(Stored data entries)
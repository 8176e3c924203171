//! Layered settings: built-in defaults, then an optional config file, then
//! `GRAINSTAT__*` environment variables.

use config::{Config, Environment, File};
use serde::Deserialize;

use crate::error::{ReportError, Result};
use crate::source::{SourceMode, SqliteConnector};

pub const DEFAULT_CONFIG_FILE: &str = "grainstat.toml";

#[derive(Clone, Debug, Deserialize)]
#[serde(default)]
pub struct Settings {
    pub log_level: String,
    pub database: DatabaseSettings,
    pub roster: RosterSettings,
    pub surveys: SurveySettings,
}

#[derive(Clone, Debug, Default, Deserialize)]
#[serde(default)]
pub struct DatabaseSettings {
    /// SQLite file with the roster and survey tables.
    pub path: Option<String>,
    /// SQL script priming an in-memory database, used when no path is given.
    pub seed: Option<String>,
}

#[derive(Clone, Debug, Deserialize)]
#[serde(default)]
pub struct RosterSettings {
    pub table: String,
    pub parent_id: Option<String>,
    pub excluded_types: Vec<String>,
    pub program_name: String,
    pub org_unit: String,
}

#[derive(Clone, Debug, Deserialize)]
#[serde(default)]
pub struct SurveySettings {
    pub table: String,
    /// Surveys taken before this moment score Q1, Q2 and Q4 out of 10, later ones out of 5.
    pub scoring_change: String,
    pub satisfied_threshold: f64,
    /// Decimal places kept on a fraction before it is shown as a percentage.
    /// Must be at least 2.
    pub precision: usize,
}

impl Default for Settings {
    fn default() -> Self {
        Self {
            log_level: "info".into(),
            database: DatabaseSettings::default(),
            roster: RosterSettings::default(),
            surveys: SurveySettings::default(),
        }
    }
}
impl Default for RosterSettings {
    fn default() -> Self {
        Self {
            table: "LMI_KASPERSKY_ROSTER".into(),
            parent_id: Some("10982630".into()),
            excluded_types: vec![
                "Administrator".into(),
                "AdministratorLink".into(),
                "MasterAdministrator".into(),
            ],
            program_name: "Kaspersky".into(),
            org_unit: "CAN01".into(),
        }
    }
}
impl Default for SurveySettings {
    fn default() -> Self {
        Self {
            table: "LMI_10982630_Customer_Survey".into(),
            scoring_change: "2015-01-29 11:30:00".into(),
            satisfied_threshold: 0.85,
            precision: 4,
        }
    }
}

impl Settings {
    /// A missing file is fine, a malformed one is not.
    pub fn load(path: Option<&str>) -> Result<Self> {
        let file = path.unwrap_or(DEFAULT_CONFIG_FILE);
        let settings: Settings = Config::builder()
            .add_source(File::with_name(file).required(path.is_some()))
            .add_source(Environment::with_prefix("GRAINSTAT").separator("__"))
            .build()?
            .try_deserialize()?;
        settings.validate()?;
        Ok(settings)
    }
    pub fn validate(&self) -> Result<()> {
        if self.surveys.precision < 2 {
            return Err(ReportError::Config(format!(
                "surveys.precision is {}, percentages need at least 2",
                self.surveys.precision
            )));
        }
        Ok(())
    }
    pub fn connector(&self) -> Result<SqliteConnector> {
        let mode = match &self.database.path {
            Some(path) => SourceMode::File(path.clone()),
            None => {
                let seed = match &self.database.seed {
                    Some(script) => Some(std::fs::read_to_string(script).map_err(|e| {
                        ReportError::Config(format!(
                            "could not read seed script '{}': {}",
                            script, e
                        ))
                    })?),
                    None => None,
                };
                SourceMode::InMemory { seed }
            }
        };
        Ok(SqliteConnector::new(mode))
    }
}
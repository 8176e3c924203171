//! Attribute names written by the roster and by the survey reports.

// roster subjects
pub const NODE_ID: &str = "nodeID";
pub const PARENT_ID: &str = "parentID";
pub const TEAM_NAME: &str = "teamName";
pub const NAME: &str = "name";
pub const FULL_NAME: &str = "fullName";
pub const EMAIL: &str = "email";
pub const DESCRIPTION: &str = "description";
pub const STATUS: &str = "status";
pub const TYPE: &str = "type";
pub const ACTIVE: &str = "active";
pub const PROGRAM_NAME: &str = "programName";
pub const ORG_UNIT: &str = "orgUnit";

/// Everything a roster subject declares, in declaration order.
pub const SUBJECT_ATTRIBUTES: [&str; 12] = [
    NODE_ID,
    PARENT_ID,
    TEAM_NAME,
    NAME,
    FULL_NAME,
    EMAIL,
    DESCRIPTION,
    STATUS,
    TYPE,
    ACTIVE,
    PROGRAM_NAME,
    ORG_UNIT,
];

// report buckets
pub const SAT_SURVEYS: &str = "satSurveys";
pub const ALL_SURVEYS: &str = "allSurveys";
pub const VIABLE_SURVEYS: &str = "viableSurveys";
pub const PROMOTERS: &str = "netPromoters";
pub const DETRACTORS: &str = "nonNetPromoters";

■ **ABOUT THIS EXERCISE**: Copy each line of the data exactly, leaving nothing out.

■ **WRITTEN RESPONSE**:
repository 8176e3c924203171
//! Layered settings: built-in defaults, then an optional config file, then
//! `GRAINSTAT__*` environment variables.

use config::{Config, Environment, File};
use serde::Deserialize;

use crate::error::{ReportError, Result};
use crate::source::{SourceMode, SqliteConnector};

pub const DEFAULT_CONFIG_FILE: &str = "grainstat.toml";

#[derive(Clone, Debug, Deserialize)]
#[serde(default)]
pub struct Settings {
    pub log_level: String,
    pub database: DatabaseSettings,
    pub roster: RosterSettings,
    pub surveys: SurveySettings,
}

#[derive(Clone, Debug, Default, Deserialize)]
#[serde(default)]
pub struct DatabaseSettings {
    /// SQLite file with the roster and survey tables.
    pub path: Option<String>,
    /// SQL script priming an in-memory database, used when no path is given.
    pub seed: Option<String>,
}

#[derive(Clone, Debug, Deserialize)]
#[serde(default)]
pub struct RosterSettings {
    pub table: String,
    pub parent_id: Option<String>,
    pub excluded_types: Vec<String>,
    pub program_name: String,
    pub org_unit: String,
}

#[derive(Clone, Debug, Deserialize)]
#[serde(default)]
pub struct SurveySettings {
    pub table: String,
    /// Surveys taken before this moment score Q1, Q2 and Q4 out of 10, later ones out of 5.
    pub scoring_change: String,
    pub satisfied_threshold: f64,
    /// Decimal places kept on a fraction before it is shown as a percentage.
    /// Must be at least 2.
    pub precision: usize,
}

impl Default for Settings {
    fn default() -> Self {
        Self {
            log_level: "info".into(),
            database: DatabaseSettings::default(),
            roster: RosterSettings::default(),
            surveys: SurveySettings::default(),
        }
    }
}
impl Default for RosterSettings {
    fn default() -> Self {
        Self {
            table: "LMI_KASPERSKY_ROSTER".into(),
            parent_id: Some("10982630".into()),
            excluded_types: vec![
                "Administrator".into(),
                "AdministratorLink".into(),
                "MasterAdministrator".into(),
            ],
            program_name: "Kaspersky".into(),
            org_unit: "CAN01".into(),
        }
    }
}
impl Default for SurveySettings {
    fn default() -> Self {
        Self {
            table: "LMI_10982630_Customer_Survey".into(),
            scoring_change: "2015-01-29 11:30:00".into(),
            satisfied_threshold: 0.85,
            precision: 4,
        }
    }
}

impl Settings {
    /// A missing file is fine, a malformed one is not.
    pub fn load(path: Option<&str>) -> Result<Self> {
        let file = path.unwrap_or(DEFAULT_CONFIG_FILE);
        let settings: Settings = Config::builder()
            .add_source(File::with_name(file).required(path.is_some()))
            .add_source(Environment::with_prefix("GRAINSTAT").separator("__"))
            .build()?
            .try_deserialize()?;
        settings.validate()?;
        Ok(settings)
    }
    pub fn validate(&self) -> Result<()> {
        if self.surveys.precision < 2 {
            return Err(ReportError::Config(format!(
                "surveys.precision is {}, percentages need at least 2",
                self.surveys.precision
            )));
        }
        Ok(())
    }
    pub fn connector(&self) -> Result<SqliteConnector> {
        let mode = match &self.database.path {
            Some(path) => SourceMode::File(path.clone()),
            None => {
                let seed = match &self.database.seed {
                    Some(script) => Some(std::fs::read_to_string(script).map_err(|e| {
                        ReportError::Config(format!(
                            "could not read seed script '{}': {}",
                            script, e
                        ))
                    })?),
                    None => None,
                };
                SourceMode::InMemory { seed }
            }
        };
        Ok(SqliteConnector::new(mode))
    }
}
repository 8176e3c924203171
//! Attribute names written by the roster and by the survey reports.

// roster subjects
pub const NODE_ID: &str = "nodeID";
pub const PARENT_ID: &str = "parentID";
pub const TEAM_NAME: &str = "teamName";
pub const NAME: &str = "name";
pub const FULL_NAME: &str = "fullName";
pub const EMAIL: &str = "email";
pub const DESCRIPTION: &str = "description";
pub const STATUS: &str = "status";
pub const TYPE: &str = "type";
pub const ACTIVE: &str = "active";
pub const PROGRAM_NAME: &str = "programName";
pub const ORG_UNIT: &str = "orgUnit";

/// Everything a roster subject declares, in declaration order.
pub const SUBJECT_ATTRIBUTES: [&str; 12] = [
    NODE_ID,
    PARENT_ID,
    TEAM_NAME,
    NAME,
    FULL_NAME,
    EMAIL,
    DESCRIPTION,
    STATUS,
    TYPE,
    ACTIVE,
    PROGRAM_NAME,
    ORG_UNIT,
];

// report buckets
pub const SAT_SURVEYS: &str = "satSurveys";
pub const ALL_SURVEYS: &str = "allSurveys";
pub const VIABLE_SURVEYS: &str = "viableSurveys";
pub const PROMOTERS: &str = "netPromoters";
pub const DETRACTORS: &str = "nonNetPromoters";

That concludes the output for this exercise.